**Requirement**.
In the data that follows, every line containing the word "same" should be returned.

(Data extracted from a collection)

┌────────

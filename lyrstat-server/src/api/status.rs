//! Task status polling

use axum::{
    extract::{Path, State},
    routing::get,
    Json, Router,
};

use super::method_not_allowed;
use crate::tasks::TaskStatus;
use crate::{ApiError, ApiResult, AppState};

/// GET /api/status/:task_id
pub async fn get_status(
    State(state): State<AppState>,
    Path(task_id): Path<String>,
) -> ApiResult<Json<TaskStatus>> {
    let task_id = task_id.trim();
    if task_id.is_empty() {
        return Err(missing_task_id());
    }

    state
        .runner
        .registry()
        .get(task_id)
        .map(Json)
        .ok_or_else(|| ApiError::NotFound("task not found".to_string()))
}

/// GET /api/status/ with an empty id segment
async fn empty_task_id() -> ApiError {
    missing_task_id()
}

fn missing_task_id() -> ApiError {
    ApiError::BadRequest("task id required".to_string())
}

pub fn status_routes() -> Router<AppState> {
    Router::new()
        .route(
            "/api/status/:task_id",
            get(get_status).fallback(method_not_allowed),
        )
        .route("/api/status/", get(empty_task_id).fallback(method_not_allowed))
        .route("/api/status", get(empty_task_id).fallback(method_not_allowed))
}
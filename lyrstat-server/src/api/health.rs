//! Health check endpoint

use axum::{extract::State, routing::get, Json, Router};
use chrono::Utc;
use serde::Serialize;

use crate::AppState;

/// Health check response
#[derive(Debug, Serialize)]
pub struct HealthResponse {
    pub status: String,
    /// Lookup cache entries, positive and negative
    pub cache_total: i64,
    /// Lookup cache entries holding lyrics
    pub cache_found: i64,
    pub version: String,
    pub uptime_seconds: u64,
}

/// GET /api/health
pub async fn health_check(State(state): State<AppState>) -> Json<HealthResponse> {
    let stats = state.cache.stats().await;
    let uptime_seconds = Utc::now()
        .signed_duration_since(state.startup_time)
        .num_seconds()
        .max(0) as u64;

    Json(HealthResponse {
        status: "ok".to_string(),
        cache_total: stats.total,
        cache_found: stats.found,
        version: env!("CARGO_PKG_VERSION").to_string(),
        uptime_seconds,
    })
}

pub fn health_routes() -> Router<AppState> {
    Router::new().route("/api/health", get(health_check))
}
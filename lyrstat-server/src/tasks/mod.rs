//! Analysis tasks: lifecycle state machine, in-memory registry and the background runner

pub mod registry;
pub mod runner;
pub mod status;

pub use registry::{Admission, RegistryFull, TaskRegistry};
pub use runner::{AnalysisJob, AnalysisRunner, JobSubject, Submission};
pub use status::{TaskPhase, TaskStatus};

use sha2::{Digest, Sha256};

const FINGERPRINT_LEN: usize = 32;

/// Deterministic task id for a request, derived from its identifying parts
///
/// Parts are joined with `_` and hashed; the id is the first 32 hex digits of the SHA-256.
pub fn fingerprint(parts: &[&str]) -> String {
    let digest = Sha256::digest(parts.join("_").as_bytes());
    let mut id = format!("{:x}", digest);
    id.truncate(FINGERPRINT_LEN);
    id
}

#[cfg(test)]
mod tests {
    use super::*;

    #[test]
    fn test_fingerprint_is_deterministic() {
        let a = fingerprint(&["alice", "2026-02-02", "2026-02-12"]);
        let b = fingerprint(&["alice", "2026-02-02", "2026-02-12"]);

        assert_eq!(a, b);
        assert_eq!(a.len(), 32);
        assert!(a.chars().all(|c| c.is_ascii_hexdigit()));
    }

    #[test]
    fn test_fingerprint_differs_per_input() {
        let base = fingerprint(&["alice", "2026-02-02", "2026-02-12"]);

        assert_ne!(base, fingerprint(&["bob", "2026-02-02", "2026-02-12"]));
        assert_ne!(base, fingerprint(&["alice", "2026-02-03", "2026-02-12"]));
        assert_ne!(base, fingerprint(&["alice", "2026-02-02", "2026-02-13"]));
    }
}
//! Task runner integration tests
//!
//! Drive complete analysis runs over fake upstream sources and check the resulting task
//! status: phases, counters, error messages and results.

mod common;

use common::*;
use lyrstat_common::Track;
use lyrstat_server::analysis::StopWords;
use lyrstat_server::sources::{CatalogSource, ScrobbleSource};
use lyrstat_server::tasks::{AnalysisJob, JobSubject, TaskPhase};
use std::sync::atomic::Ordering;
use std::sync::Arc;

fn job(username: &str) -> AnalysisJob {
    AnalysisJob {
        subject: JobSubject::Scrobbles {
            username: username.to_string(),
            from: "2026-02-02".to_string(),
            to: "2026-02-12".to_string(),
        },
        max_tracks: 500,
        exclude_stop_words: false,
        include_lyrics: false,
    }
}

#[tokio::test]
async fn test_successful_run_reaches_done() {
    // Given: three tracks, two of which share a normalized title with lyrics
    let lyrics = FakeLyrics::new(&[("Song", "la la LA la da")]);
    let h = harness(FakeScrobbles::with_tracks(sample_tracks()), None, lyrics).await;

    // When: the job runs to completion
    let submission = h.runner.submit(job("alice")).unwrap();
    assert!(!submission.already_running);
    let status = wait_terminal(&h.registry, &submission.task_id).await;

    // Then: done with consistent counters and a ranked result
    assert_eq!(status.phase, TaskPhase::Done);
    assert_eq!(status.progress, 100);
    assert_eq!(status.total_tracks, 3);
    assert_eq!(status.processed_tracks, 3);
    assert_eq!(status.lyrics_found, 2);
    assert!(status.error.is_none());

    let result = status.result.unwrap();
    assert_eq!(result.total_scrobbles, 9);
    assert_eq!(result.unique_tracks, 3);
    assert_eq!(result.lyrics_found, 2);
    assert_eq!(result.lyrics_missing, 1);
    assert_eq!(result.words[0].word, "la");
    assert_eq!(result.words[0].count, 8);
    assert_eq!(
        result.words[0].tracks,
        vec!["Alice — Song".to_string(), "Alice — Song (Live)".to_string()]
    );
    assert_eq!(result.total_unique_words, 2);
    assert_eq!(result.total_word_count, 10);
    assert!(result.lyrics.is_none());
}

#[tokio::test]
async fn test_upstream_failure_message_is_verbatim() {
    let h = harness(
        FakeScrobbles::failing("lastfm: User not found"),
        None,
        FakeLyrics::new(&[]),
    )
    .await;

    let submission = h.runner.submit(job("ghost")).unwrap();
    let status = wait_terminal(&h.registry, &submission.task_id).await;

    assert_eq!(status.phase, TaskPhase::Error);
    assert_eq!(status.error.as_deref(), Some("lastfm: User not found"));
    assert!(status.result.is_none());
}

#[tokio::test]
async fn test_no_tracks_is_an_error() {
    let h = harness(FakeScrobbles::with_tracks(Vec::new()), None, FakeLyrics::new(&[])).await;

    let submission = h.runner.submit(job("idle")).unwrap();
    let status = wait_terminal(&h.registry, &submission.task_id).await;

    assert_eq!(status.phase, TaskPhase::Error);
    assert_eq!(status.error.as_deref(), Some("no tracks found"));
}

#[tokio::test]
async fn test_no_lyrics_is_an_error_and_misses_are_cached() {
    let lyrics = FakeLyrics::new(&[]);
    let h = harness(
        FakeScrobbles::with_tracks(vec![Track::new("Bob", "Quiet", 1)]),
        None,
        lyrics.clone(),
    )
    .await;

    let submission = h.runner.submit(job("bob")).unwrap();
    let status = wait_terminal(&h.registry, &submission.task_id).await;

    assert_eq!(status.phase, TaskPhase::Error);
    assert_eq!(status.error.as_deref(), Some("no lyrics found for any track"));
    assert_eq!(status.processed_tracks, 1);
    assert_eq!(status.lyrics_found, 0);

    // Resubmitting a failed task starts a fresh run that is answered from the negative cache
    let again = h.runner.submit(job("bob")).unwrap();
    assert_eq!(again.task_id, submission.task_id);
    assert!(!again.already_running);
    let status = wait_terminal(&h.registry, &again.task_id).await;

    assert_eq!(status.error.as_deref(), Some("no lyrics found for any track"));
    assert_eq!(lyrics.calls(), 1);
}

#[tokio::test]
async fn test_resubmission_while_resolving_lyrics_is_rejected() {
    // Given: a run blocked inside the lyrics phase
    let lyrics = FakeLyrics::gated(&[("Song", "hello world")]);
    let h = harness(FakeScrobbles::with_tracks(sample_tracks()), None, lyrics.clone()).await;

    let first = h.runner.submit(job("alice")).unwrap();
    wait_for_phase(&h.registry, &first.task_id, TaskPhase::Lyrics).await;

    // When: the same fingerprint is submitted again
    let second = h.runner.submit(job("alice")).unwrap();

    // Then: already running, same id, and the first run still completes
    assert!(second.already_running);
    assert_eq!(second.task_id, first.task_id);

    lyrics.release();
    let status = wait_terminal(&h.registry, &first.task_id).await;
    assert_eq!(status.phase, TaskPhase::Done);
}

#[tokio::test]
async fn test_back_to_back_submissions_fetch_history_once() {
    let scrobbles = FakeScrobbles::with_tracks(sample_tracks());
    let h = harness(
        scrobbles.clone() as Arc<dyn ScrobbleSource>,
        None,
        FakeLyrics::new(&[("Song", "la la")]),
    )
    .await;

    // No await in between: the first run has not started, so the second replaces it
    let first = h.runner.submit(job("alice")).unwrap();
    let second = h.runner.submit(job("alice")).unwrap();
    assert!(!first.already_running);
    assert!(!second.already_running);
    assert_eq!(first.task_id, second.task_id);

    let status = wait_terminal(&h.registry, &second.task_id).await;

    // The replaced run stops before touching upstream sources
    assert_eq!(status.phase, TaskPhase::Done);
    assert_eq!(status.total_tracks, 3);
    assert_eq!(scrobbles.calls.load(Ordering::SeqCst), 1);
}

#[tokio::test]
async fn test_pre_seeded_cache_serves_annotated_titles() {
    // Given: "song" cached under the normalized key
    let lyrics = FakeLyrics::new(&[]);
    let h = harness(
        FakeScrobbles::with_tracks(vec![
            Track::new("Alice", "Song (Live)", 5),
            Track::new("Alice", "Song", 3),
        ]),
        None,
        lyrics.clone(),
    )
    .await;
    h.cache
        .set("Alice", "song", Some("cached cached words"), "lrclib", true)
        .await;

    let submission = h.runner.submit(job("alice")).unwrap();
    let status = wait_terminal(&h.registry, &submission.task_id).await;

    // Then: both raw titles resolved from the cache, no source call
    assert_eq!(status.phase, TaskPhase::Done);
    assert_eq!(status.lyrics_found, 2);
    assert_eq!(lyrics.calls(), 0);
}

#[tokio::test]
async fn test_include_lyrics_and_stopword_exclusion() {
    let lyrics = FakeLyrics::new(&[("Song", "the cat and the hat")]);
    let h = harness_with_stopwords(
        FakeScrobbles::with_tracks(vec![Track::new("Alice", "Song", 2)]),
        None,
        lyrics,
        StopWords::from_words(["the", "and"]),
    )
    .await;

    let mut request = job("alice");
    request.exclude_stop_words = true;
    request.include_lyrics = true;

    let submission = h.runner.submit(request).unwrap();
    let result = wait_terminal(&h.registry, &submission.task_id)
        .await
        .result
        .unwrap();

    let words: Vec<&str> = result.words.iter().map(|w| w.word.as_str()).collect();
    assert_eq!(words, vec!["cat", "hat"]);
    assert_eq!(
        result.lyrics.unwrap()["Alice — Song"],
        "the cat and the hat"
    );
}

#[tokio::test]
async fn test_discography_run() {
    let lyrics = FakeLyrics::new(&[("Creep", "you're so very special"), ("Nude", "don't get any big ideas")]);
    let catalog = FakeCatalog::new(&["Creep", "Nude", "Unreleased"]);
    let h = harness(
        FakeScrobbles::failing("should not be called"),
        Some(catalog as Arc<dyn CatalogSource>),
        lyrics,
    )
    .await;

    let submission = h
        .runner
        .submit(AnalysisJob {
            subject: JobSubject::Discography {
                artist: "Radiohead".to_string(),
            },
            max_tracks: 10,
            exclude_stop_words: false,
            include_lyrics: false,
        })
        .unwrap();
    let status = wait_terminal(&h.registry, &submission.task_id).await;

    assert_eq!(status.phase, TaskPhase::Done);
    let result = status.result.unwrap();
    assert_eq!(result.total_scrobbles, 0);
    assert_eq!(result.unique_tracks, 3);
    assert_eq!(result.lyrics_found, 2);
}

#[tokio::test]
async fn test_discography_without_catalog_fails_task() {
    let h = harness(FakeScrobbles::with_tracks(Vec::new()), None, FakeLyrics::new(&[])).await;

    let submission = h
        .runner
        .submit(AnalysisJob {
            subject: JobSubject::Discography {
                artist: "Anyone".to_string(),
            },
            max_tracks: 10,
            exclude_stop_words: true,
            include_lyrics: false,
        })
        .unwrap();
    let status = wait_terminal(&h.registry, &submission.task_id).await;

    assert_eq!(status.phase, TaskPhase::Error);
    assert!(status.error.unwrap().contains("not configured"));
}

└────────

**Finished exercise**.
    // When: the same fingerprint is submitted again
    // Then: already running, same id, and the first run still completes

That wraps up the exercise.